Phase E — COM, threading, encoding hardening

Problem. Three classes of real bugs from production use: COM channels broke silently after Visio crashes, watchdog's threading model conflicted with COM apartments, and BOM-prefixed files could be silently mis-decoded.

What landed.

  • vba_import.VisioVBAImporter._ensure_connection — detects a dead COM channel via a sentinel attribute access, retries up to _MAX_RECONNECT_ATTEMPTS (3) before giving up with a typed COMConnectionError.
  • pythoncom.CoInitialize/CoUninitialize calls in every watchdog handler thread (the import path was previously implicit, breaking on some Visio versions).
  • encoding.get_encoding_from_document reads the document's LCID and maps it through the LCID_TO_CODEPAGE table; resolve_encoding is the new user-facing entry point with a clear precedence (CLI flag → document → system default cp1252).
  • BOM detection in the file watcher so cross-platform editors (which often prepend a BOM) don't break VBA round-trips.
  • CLI input validation: file existence, extension whitelist, output path resolution.

Where to look. visiowings/vba_import.py, visiowings/encoding.py, visiowings/file_watcher.py, visiowings/cli.py.

Phase F — Release automation and supply-chain artefacts

Problem. Releases were manual: bump the version in three files, write the changelog by hand, build locally, twine upload. Easy to make mistakes; no provenance.

What landed.

  • release-please (.github/workflows/release-please.yml + release-please-config.json + .release-please-manifest.json). Reads Conventional Commits on main, opens or updates a Release PR that bumps the version everywhere it lives (pyproject.toml, __init__.py, setup.py) and rewrites CHANGELOG.md. Merging that PR creates the vX.Y.Z tag and GitHub Release.
  • PyPI Trusted Publishing.github/workflows/publish.yml uses an OIDC token to upload to PyPI. No long-lived API token. One-time PyPI setup is documented in Releasing.
  • CycloneDX SBOM (sbom.cdx.json) and a license report (licenses.json) are generated from the wheel and attached to every GitHub Release.
  • Standalone Windows EXE built via PyInstaller in .github/workflows/build-exe.yml, smoke-tested with --version, and attached to the Release alongside the wheel and sdist.

Where to look. .github/workflows/publish.yml, .github/workflows/release-please.yml, .github/workflows/build-exe.yml, release-please-config.json.

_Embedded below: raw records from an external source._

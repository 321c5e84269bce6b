//! Application state - Dependency injection container.

use std::sync::Arc;

use crate::infra::{Database, UserStore};
use crate::services::{UserManager, UserService};

/// Application state shared across handlers.
///
/// Holds only trait objects; handlers never see the storage client.
#[derive(Clone)]
pub struct AppState {
    /// User use cases
    pub user_service: Arc<dyn UserService>,
}

impl AppState {
    /// Create application state with a manually injected service.
    pub fn new(user_service: Arc<dyn UserService>) -> Self {
        Self { user_service }
    }

    /// Wire repository and use cases on top of an open database.
    pub fn from_database(database: &Database) -> Self {
        let user_repo = Arc::new(UserStore::new(database.get_connection()));
        let user_service = Arc::new(UserManager::new(user_repo));

        Self::new(user_service)
    }
}
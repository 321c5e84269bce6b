//! Application configuration module
//!
//! Handles environment variables and application-wide constants.

mod constants;
mod settings;

pub use constants::*;
pub use settings::{Config, DatabaseConfig};
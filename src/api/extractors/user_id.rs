//! Path extractor for user identifiers.

use axum::{
    async_trait,
    extract::{FromRequestParts, Path},
    http::request::Parts,
};

use crate::domain::UserId;
use crate::errors::AppError;

/// `{id}` path segment parsed as a positive integer.
///
/// Anything else rejects with 400 before a handler body runs.
#[derive(Debug, Clone, Copy, PartialEq, Eq)]
pub struct UserIdPath(pub UserId);

#[async_trait]
impl<S> FromRequestParts<S> for UserIdPath
where
    S: Send + Sync,
{
    type Rejection = AppError;

    async fn from_request_parts(parts: &mut Parts, state: &S) -> Result<Self, Self::Rejection> {
        let Path(raw) = Path::<String>::from_request_parts(parts, state)
            .await
            .map_err(|_| invalid_id())?;

        parse_user_id(&raw).map(UserIdPath)
    }
}

fn invalid_id() -> AppError {
    AppError::bad_request("Invalid user ID")
}

/// Parse a decimal, non-zero identifier.
pub fn parse_user_id(raw: &str) -> Result<UserId, AppError> {
    match raw.parse::<UserId>() {
        Ok(id) if id > 0 => Ok(id),
        _ => Err(invalid_id()),
    }
}
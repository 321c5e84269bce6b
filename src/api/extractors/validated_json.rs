//! Validated JSON extractor - Combines deserialization with validation.

use axum::{
    async_trait,
    extract::{rejection::JsonRejection, FromRequest, Request},
    Json,
};
use serde::de::DeserializeOwned;
use validator::Validate;

use crate::errors::AppError;

/// JSON body that has passed its `validator` rules.
///
/// Malformed JSON, missing fields and rule violations all reject with
/// [`AppError::Validation`] carrying a readable message.
pub struct ValidatedJson<T>(pub T);

#[async_trait]
impl<S, T> FromRequest<S> for ValidatedJson<T>
where
    S: Send + Sync,
    T: DeserializeOwned + Validate,
    Json<T>: FromRequest<S, Rejection = JsonRejection>,
{
    type Rejection = AppError;

    async fn from_request(req: Request, state: &S) -> Result<Self, Self::Rejection> {
        let Json(value) = Json::<T>::from_request(req, state)
            .await
            .map_err(|e| AppError::validation(e.body_text()))?;

        value
            .validate()
            .map_err(|e| AppError::validation(format_validation_errors(&e)))?;

        Ok(ValidatedJson(value))
    }
}

/// Format validation errors into a user-friendly string.
///
/// Fields are sorted so the message is stable across runs.
fn format_validation_errors(errors: &validator::ValidationErrors) -> String {
    let mut fields: Vec<_> = errors.field_errors().into_iter().collect();
    fields.sort_by(|a, b| a.0.cmp(&b.0));

    fields
        .into_iter()
        .flat_map(|(field, errs)| {
            errs.iter().map(move |e| {
                e.message
                    .as_ref()
                    .map(|m| m.to_string())
                    .unwrap_or_else(|| format!("{} is invalid", field))
            })
        })
        .collect::<Vec<_>>()
        .join(", ")
}
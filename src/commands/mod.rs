//! Commands module - CLI command implementations.

pub mod migrate;
pub mod serve;
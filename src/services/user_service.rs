//! User service - Handles user-related use cases.
//!
//! Each operation delegates to exactly one repository call and hands the
//! outcome back unchanged. Failures are logged here with the operation's
//! context so handlers only have to pick a status code.

use async_trait::async_trait;
use std::sync::Arc;

use crate::domain::{CreateUser, NewUser, Password, UpdateUser, User, UserId};
use crate::errors::{AppError, AppResult};
use crate::infra::UserRepository;

/// User service trait for dependency injection.
#[async_trait]
pub trait UserService: Send + Sync {
    /// Get user by ID
    async fn get_user(&self, id: UserId) -> AppResult<User>;

    /// Get user by email address
    async fn get_user_by_email(&self, email: &str) -> AppResult<User>;

    /// Create a new user, hashing the supplied password
    async fn create_user(&self, input: CreateUser) -> AppResult<User>;

    /// Replace a user's name and email
    async fn update_user(&self, id: UserId, input: UpdateUser) -> AppResult<User>;

    /// Permanently delete user
    async fn delete_user(&self, id: UserId) -> AppResult<()>;

    /// List users by position
    async fn list_users(&self, offset: u64, limit: u64) -> AppResult<Vec<User>>;
}

/// Concrete implementation of UserService using repository.
pub struct UserManager {
    repo: Arc<dyn UserRepository>,
}

impl UserManager {
    /// Create new user service instance with repository
    pub fn new(repo: Arc<dyn UserRepository>) -> Self {
        Self { repo }
    }
}

fn log_failure(err: &AppError) {
    if err.is_infrastructure() {
        tracing::error!(error = %err, "use case failed");
    } else {
        tracing::warn!(error = %err, "use case failed");
    }
}

#[async_trait]
impl UserService for UserManager {
    #[tracing::instrument(name = "users.get", skip(self))]
    async fn get_user(&self, id: UserId) -> AppResult<User> {
        self.repo.get_by_id(id).await.inspect_err(log_failure)
    }

    #[tracing::instrument(name = "users.get_by_email", skip(self))]
    async fn get_user_by_email(&self, email: &str) -> AppResult<User> {
        self.repo.get_by_email(email).await.inspect_err(log_failure)
    }

    #[tracing::instrument(name = "users.create", skip(self, input), fields(email = %input.email))]
    async fn create_user(&self, input: CreateUser) -> AppResult<User> {
        let password = Password::new(&input.password).inspect_err(log_failure)?;

        let new_user = NewUser {
            name: input.name,
            email: input.email,
            password_hash: password.into_string(),
        };

        self.repo.create(new_user).await.inspect_err(log_failure)
    }

    #[tracing::instrument(name = "users.update", skip(self))]
    async fn update_user(&self, id: UserId, input: UpdateUser) -> AppResult<User> {
        self.repo.update(id, input).await.inspect_err(log_failure)
    }

    #[tracing::instrument(name = "users.delete", skip(self))]
    async fn delete_user(&self, id: UserId) -> AppResult<()> {
        self.repo.delete(id).await.inspect_err(log_failure)
    }

    #[tracing::instrument(name = "users.list", skip(self))]
    async fn list_users(&self, offset: u64, limit: u64) -> AppResult<Vec<User>> {
        self.repo.list(offset, limit).await.inspect_err(log_failure)
    }
}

Phase G — Project config, init wizard, update check

Problem. Repeat users were typing the same --file ./mydrawing.vsdm --bidirectional --output ./vba flags every session. There was no way to know a release shipped without checking PyPI by hand.

What landed.

  • visiowings/config.py reads .visiowings.toml from the project root and layers it under CLI flags. Documented in Configuration.
  • visiowings init is a small interactive wizard that scaffolds a .visiowings.toml for the user. Detects open Visio documents on Windows and offers them as defaults.
  • visiowings/_update_check.py does an opt-out, once-per-day check against PyPI's JSON API for a newer version. Cached in ~/.cache/visiowings/update_check.json. Disable via VISIOWINGS_NO_UPDATE_CHECK=1 or update_check = false in .visiowings.toml.
  • Coverage floor raised → 30%.

Where to look. visiowings/config.py, visiowings/_update_check.py, visiowings/cli.py (the init subcommand).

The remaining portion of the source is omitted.